TILBURG.- A few times each day, Mahat Arab, a 26-year-old Dutch spoken-word artist, cracks the knuckles of his left hand during tasks that make him feel anxious, such as driving a car or talking on the phone. Karolien Wauters, a 23-year-old dancer, often tucks her hand into the waistband of her leggings. And Chandra Merx, a 41-year-old City Council official in Maastricht, raises her eyebrows, not only as an expression of surprise, but also as a reflex when she’s rushing or lost in thought.

For Katja Heitmann, these kinds of movements — an unconscious routine, a tic, a distinctive gait — are core to each person’s unique personality. A German choreographer based in Tilburg, Heitmann believes everyone has at least one gesture that is theirs alone. “If you pay close attention, you know that no two bodies move the same way,” she said.

Heitmann, 35, has been collecting examples of these movements for the past three years. In 2019, she put out an open call for “donations,” inviting people to contribute their own habits and mannerisms. Her collection now contains the movements of 1,023 individuals — how they walk, how they kiss, how they sleep, how they stand, how they fidget.
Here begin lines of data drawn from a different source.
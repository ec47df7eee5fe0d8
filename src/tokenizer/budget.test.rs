use super::*;

#[test]
fn test_fit_and_consume() {
    let mut budget = BudgetManager::new(1_000, 100);
    assert_eq!(budget.remaining(), 900);
    assert!(budget.fit(900).is_ok());
    assert!(budget.fit(901).is_err());

    budget.consume(500);
    assert_eq!(budget.used(), 500);
    assert_eq!(budget.remaining(), 400);
    assert!(budget.fit(400).is_ok());

    let err = budget.fit(401).unwrap_err();
    assert_eq!(err.requested, 401);
    assert_eq!(err.remaining, 400);
}

#[test]
fn test_fit_never_mutates() {
    let budget = BudgetManager::new(100, 0);
    let _ = budget.fit(50);
    let _ = budget.fit(500);
    assert_eq!(budget.used(), 0);
    assert_eq!(budget.remaining(), 100);
}

#[test]
fn test_reserve_clamped_to_budget() {
    let budget = BudgetManager::new(100, 500);
    assert_eq!(budget.reserve(), 100);
    assert_eq!(budget.remaining(), 0);
    assert!(budget.exhausted());
}

#[test]
fn test_overconsumption_saturates() {
    let mut budget = BudgetManager::new(100, 0);
    budget.consume(150);
    assert_eq!(budget.remaining(), 0);
    assert!(budget.exhausted());
    assert!(budget.fit(1).is_err());
}

#[test]
fn test_zero_budget() {
    let budget = BudgetManager::new(0, 0);
    assert!(budget.exhausted());
    assert!(budget.fit(0).is_ok());
    assert!(budget.fit(1).is_err());
}
use super::*;

#[test]
fn test_family_detection() {
    assert_eq!(ModelFamily::detect("gpt-4"), ModelFamily::Gpt4);
    assert_eq!(ModelFamily::detect("gpt-4o-mini"), ModelFamily::Gpt4);
    assert_eq!(ModelFamily::detect("claude-3-sonnet"), ModelFamily::Claude3);
    assert_eq!(ModelFamily::detect("Claude-3-Opus"), ModelFamily::Claude3);
    assert_eq!(ModelFamily::detect("gemini-pro"), ModelFamily::Gemini);
    assert_eq!(ModelFamily::detect("llama-3-70b"), ModelFamily::Llama);
    assert_eq!(ModelFamily::detect("mixtral-8x7b"), ModelFamily::Mistral);
    assert_eq!(ModelFamily::detect("mystery-model"), ModelFamily::Unknown);
}

#[test]
fn test_bpe_counts_are_exact_and_stable() {
    let text = "fn main() { println!(\"hello world\"); }";
    let a = count_tokens(text, "gpt-4");
    let b = count_tokens(text, "gpt-4");
    assert_eq!(a, b);
    assert!(a > 0);
    // BPE count for short code should be far below the char count.
    assert!(a < text.len() as u32);
}

#[test]
fn test_estimate_tracks_bpe_within_tolerance() {
    // The estimating tokenizers must stay within ~2x-band sanity of the BPE
    // count for representative source text (exact parity is not required).
    let text = r#"
        pub async fn fetch_user(&self, id: u64) -> Result<User> {
            let row = self.db.query_one("SELECT * FROM users WHERE id = ?", &[&id]).await?;
            Ok(User::from_row(row))
        }
    "#;
    let bpe = count_tokens(text, "gpt-4") as f32;
    for model in ["claude-3-sonnet", "gemini-pro", "llama-3", "mistral-7b"] {
        let estimate = count_tokens(text, model) as f32;
        assert!(
            estimate > bpe * 0.5 && estimate < bpe * 2.0,
            "{model}: estimate {estimate} vs bpe {bpe}"
        );
    }
}

#[test]
fn test_count_empty() {
    assert_eq!(count_tokens("", "claude-3-sonnet"), 0);
    assert_eq!(count_tokens("", "gpt-4"), 0);
}

#[test]
fn test_count_cache_hit_is_consistent() {
    let text = "a ".repeat(500);
    let first = count_tokens(&text, "claude-3-sonnet");
    for _ in 0..5 {
        assert_eq!(count_tokens(&text, "claude-3-sonnet"), first);
    }
    // Different model, same text: separate cache entry, possibly different count.
    let _ = count_tokens(&text, "gpt-4");
}

#[test]
fn test_fit_to_context_passthrough() {
    let (prefix, truncated) = fit_to_context("short text", "gpt-4", 100);
    assert_eq!(prefix, "short text");
    assert!(!truncated);
}

#[test]
fn test_fit_to_context_truncates_small_window() {
    // llama window is 8192; a reserve just below it leaves room for ~100 tokens.
    let text = "word ".repeat(5_000);
    let (prefix, truncated) = fit_to_context(&text, "llama-3", 8_092);
    assert!(truncated);
    assert!(!prefix.is_empty());
    assert!(count_tokens(&prefix, "llama-3") <= 100);
}

#[test]
fn test_fit_to_context_zero_window() {
    let (prefix, truncated) = fit_to_context("anything", "llama-3", u32::MAX);
    assert!(prefix.is_empty());
    assert!(truncated);
}

#[test]
fn test_fit_to_context_respects_char_boundaries() {
    let text = "héllo wörld ".repeat(2_000);
    let (prefix, truncated) = fit_to_context(&text, "llama-3", 8_150);
    assert!(truncated);
    // Must not panic slicing multibyte chars; prefix is valid UTF-8 by
    // construction, so just confirm it is a prefix.
    assert!(text.starts_with(&prefix));
}

#[test]
fn test_pricing_known_and_unknown() {
    assert!(price_per_1k_tokens("gpt-4").is_some());
    assert!(price_per_1k_tokens("claude-3-sonnet").is_some());
    assert!(price_per_1k_tokens("my-local-model").is_none());
}
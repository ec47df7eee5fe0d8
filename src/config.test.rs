use super::*;

#[test]
fn test_defaults_validate() {
    let config = EngineConfig::default();
    assert!(config.validate().is_ok());
    assert_eq!(config.lanes.timeout_ms, 2_000);
    assert_eq!(config.lanes.candidate_limit, 50);
    assert_eq!(config.fusion.rrf_k, 60.0);
    assert_eq!(config.cache.search_ttl_secs, 300);
    assert_eq!(config.cache.bundle_ttl_secs, 1800);
    assert_eq!(config.cache.rerank_ttl_secs, 86_400);
    assert_eq!(config.explain.preview_lines, 20);
}

#[test]
fn test_parse_toml() {
    let toml_str = r#"
        default_model = "claude-3-sonnet"

        [lanes]
        timeout_ms = 500

        [fusion]
        rrf_k = 90.0

        [rerank]
        provider = "api"
        endpoint = "https://rerank.example/v1"

        [[policy.repos]]
        pattern = "backend-*"
        max_depth = 3

        [policy.language_multipliers.rust]
        symbol = 1.5
    "#;
    let config: EngineConfig = toml::from_str(toml_str).unwrap();
    assert_eq!(config.default_model, "claude-3-sonnet");
    assert_eq!(config.lanes.timeout_ms, 500);
    assert_eq!(config.fusion.rrf_k, 90.0);
    assert!(config.validate().is_ok());
    assert_eq!(config.policy.repos.len(), 1);
    assert_eq!(config.policy.repos[0].max_depth, Some(3));
    let rust = config.policy.language_multipliers.get("rust").unwrap();
    assert_eq!(rust.symbol, 1.5);
    assert_eq!(rust.vector, 1.0); // unspecified lanes default to 1.0
}

#[test]
fn test_env_overrides() {
    let mut config = EngineConfig::default();
    config
        .apply_env_overrides(vec![
            ("CTXPACK_LANES_TIMEOUT_MS".to_string(), "750".to_string()),
            ("CTXPACK_DEFAULT_MODEL".to_string(), "gemini-pro".to_string()),
            ("CTXPACK_RERANK_PROVIDER".to_string(), "rrf".to_string()),
            ("UNRELATED_VAR".to_string(), "x".to_string()),
            ("CTXPACK_UNKNOWN_KEY".to_string(), "ignored".to_string()),
        ])
        .unwrap();
    assert_eq!(config.lanes.timeout_ms, 750);
    assert_eq!(config.default_model, "gemini-pro");
}

#[test]
fn test_env_override_bad_number_is_config_error() {
    let mut config = EngineConfig::default();
    let err = config
        .apply_env_overrides(vec![(
            "CTXPACK_LANES_TIMEOUT_MS".to_string(),
            "not-a-number".to_string(),
        )])
        .unwrap_err();
    assert_eq!(err.kind(), crate::error::ErrorKind::Config);
}

#[test]
fn test_validate_rejects_unknown_provider() {
    let mut config = EngineConfig::default();
    config.rerank.provider = "quantum".to_string();
    assert!(config.validate().is_err());
}

#[test]
fn test_validate_api_provider_requires_endpoint() {
    let mut config = EngineConfig::default();
    config.rerank.provider = "api".to_string();
    assert!(config.validate().is_err());
    config.rerank.endpoint = Some("https://rerank.example".to_string());
    assert!(config.validate().is_ok());
}

#[test]
fn test_validate_rejects_zero_timeout() {
    let mut config = EngineConfig::default();
    config.lanes.timeout_ms = 0;
    assert!(config.validate().is_err());
}

#[test]
fn test_warnings_nonfatal() {
    let mut config = EngineConfig::default();
    config.data_dir = PathBuf::from("/definitely/not/a/real/path/ctxpack");
    config.lanes.timeout_ms = 60_000;
    let warnings = config.warnings();
    assert_eq!(warnings.len(), 2);
    // Still valid — warnings never block startup
    assert!(config.validate().is_ok());
}

#[test]
fn test_glob_match() {
    assert!(glob_match("backend-*", "backend-api"));
    assert!(glob_match("*", "anything"));
    assert!(glob_match("svc-?", "svc-a"));
    assert!(!glob_match("svc-?", "svc-ab"));
    assert!(!glob_match("backend-*", "frontend-api"));
    assert!(glob_match("exact", "exact"));
    assert!(!glob_match("exact", "exact2"));
}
The project, called “Motus Mori” (meaning “movement that is dying out”), depends on a team of 10 dancers to keep these gestures alive. Nothing about the movements is photographed or filmed, or even recorded in writing, except for one minimalist note card per donor.

“In our current society, we are trying to capture humanity in data,” Heitmann said. “But we are losing something this way.”

Her inventory is analog and ephemeral: The dancers record gestures in their muscle memory. They stage frequent, five-hour dance installations open to the public, where they act out the movements of hundreds of people. “The archive,” as one dancer put it, “is our bodies.”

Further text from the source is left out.